Современные тюркские народы, в том числе и казахский народ, наследовали многие традиции и обычаи древних тюрков: церемонию «көрiсу» - встречи, приветствия, благопожелания на Наурыз (в день весеннего равноденствия); эндемический  обычай гостеприимства, когда в знак  особого почитания  уважаемого гостя преподносится баранья голова, раздаётся муше; принципы облавной охоты, широко использованные в казахской степи; символизацию образа вороны, что нашло отражение в языке в виде метафор, сравнений, отдельных выражении – қарға бойлы Қазтуган, қарға тамырлы қазақ, қарға адым, қарғам, қарғашым. Қарға тамырлы қазақ – обозначение глубинных родственных связей, генетического единства казахов; қарға адым -  близкое расстояние (ср. с русским выражением воробьиный скок), символично, что расстояние не измерялось шагом какого-либо другого животного или птицы; қарғам, қарғашым – выражение любви, нежности, эмоционально-эстетического отношения к детям и близким людям в неформальном общении  [4,  11]. Концептуальный смысл слова ер до сих пор сохранилось в понимании казахского народа и нашло отражение в современном казахском языке в виде множества пословиц, поговорок, выражении.
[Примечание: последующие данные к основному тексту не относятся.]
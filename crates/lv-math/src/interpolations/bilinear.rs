//! Piecewise-bilinear interpolation on a rectangular node grid.
//!
//! Outside the grid the boundary cell is continued linearly.  An axis with
//! a single node carries no information along it, so the surface is
//! constant in that direction.

use lv_core::{errors::Result, Real};

use super::{locate, Interpolation2D};

/// Bilinear interpolation of `z` over `xs × ys`.
///
/// Values are row-major with one row per `y` node: the value at
/// `(xs[i], ys[j])` is `z[j * xs.len() + i]`.
#[derive(Debug, Clone)]
pub struct BilinearInterpolation {
    xs: Vec<Real>,
    ys: Vec<Real>,
    z: Vec<Real>,
}

impl BilinearInterpolation {
    /// Interpolate `z` over the grid `xs × ys`.
    ///
    /// Both axes must be non-empty, finite and strictly increasing, and `z`
    /// must hold exactly one value per grid node.
    pub fn new(xs: &[Real], ys: &[Real], z: &[Real]) -> Result<Self> {
        lv_core::ensure!(
            !xs.is_empty() && !ys.is_empty(),
            "bilinear grid needs at least one node per axis"
        );
        lv_core::ensure!(
            z.len() == xs.len() * ys.len(),
            "expected {} grid values for a {}x{} grid, got {}",
            xs.len() * ys.len(),
            xs.len(),
            ys.len(),
            z.len()
        );
        for (name, axis) in [("x", xs), ("y", ys)] {
            lv_core::ensure!(
                axis.iter().all(|v| v.is_finite()) && axis.windows(2).all(|w| w[0] < w[1]),
                "{name} nodes must be finite and strictly increasing"
            );
        }
        Ok(Self {
            xs: xs.to_vec(),
            ys: ys.to_vec(),
            z: z.to_vec(),
        })
    }

    fn node(&self, i: usize, j: usize) -> Real {
        self.z[j * self.xs.len() + i]
    }
}

/// Cell containing `v` as `(lower index, upper index, weight of upper)`.
/// The weight is not clamped, so queries off the grid extrapolate.
fn cell(nodes: &[Real], v: Real) -> (usize, usize, Real) {
    if nodes.len() == 1 {
        return (0, 0, 0.0);
    }
    let lo = locate(nodes, v);
    (lo, lo + 1, (v - nodes[lo]) / (nodes[lo + 1] - nodes[lo]))
}

impl Interpolation2D for BilinearInterpolation {
    fn operator(&self, x: Real, y: Real) -> Real {
        let (i0, i1, wx) = cell(&self.xs, x);
        let (j0, j1, wy) = cell(&self.ys, y);
        let lower = self.node(i0, j0) + wx * (self.node(i1, j0) - self.node(i0, j0));
        let upper = self.node(i0, j1) + wx * (self.node(i1, j1) - self.node(i0, j1));
        lower + wy * (upper - lower)
    }

    fn x_min(&self) -> Real {
        self.xs[0]
    }

    fn x_max(&self) -> Real {
        self.xs[self.xs.len() - 1]
    }

    fn y_min(&self) -> Real {
        self.ys[0]
    }

    fn y_max(&self) -> Real {
        self.ys[self.ys.len() - 1]
    }
}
Основные моменты погребального ритуала древних тюрков такие, как оплакивание (жоктау), оказание материальной помощи семье умершего, раздача личных вещей, проведение поминальных асов, возведение мазаров (пусть не столь величественных, как у древних тюрков) являются реалиями   культуры казахского народа.

Несмотря на героико-эпический характер древнетюркских текстов, значимыми для понимания древнетюркского мира являются описанные нами традиции, ритуалы и обычаи как формы превращенного сознания, как важные источники хранения и передачи знаний о древнетюркском мире.  Традиции, ритуалы и обычаи древних тюрков представляют не только и не столько  этнические культурные константы, сколько дают возможность раскрыть   ментальный мир древних тюрков, их миропонимание и мировосприятие, показывают уровень их когнитивных способностей и единство с окружающей природой.

Литература

1.     Мелиоранский П.М. Памятник в честь Кюль-тегина. – СПб.:ЗВОРАО, 1899.

2.     Кызласов Л.Р. О значении термина балбал древнетюркских надписей // Тюркологический сборник к 60-ю А.Н.Кононова. – М.: Наука, 1966. – С.206-208.

3.     Малов С.Е. Памятники древнетюркской письменности. -  М-Л.: Изд-во АН СССР, 1951.

4.     Жолдасбеков М. Сарткожаулы К.  Атлас Орхонских памятников (перевод Н. Шаймердиновой и др.). - Астана: Кюль-тегин, 2006.

5.     Шаймердинова Н.Г. Репрезентация в языке древнетюркской картины мира.  Астана: Арман-ПВ, 2009.

6.     Шаймердинова Н.Г. Когнитивная семантика древнетюркских Орхонских текстов. – Астана, ЕНУ, 2007.

7.     Малов С.Е. Памятники древнетюркской письменности Монголии и Киргизии. – М-Л.: Изд-во АН СССР, 1959.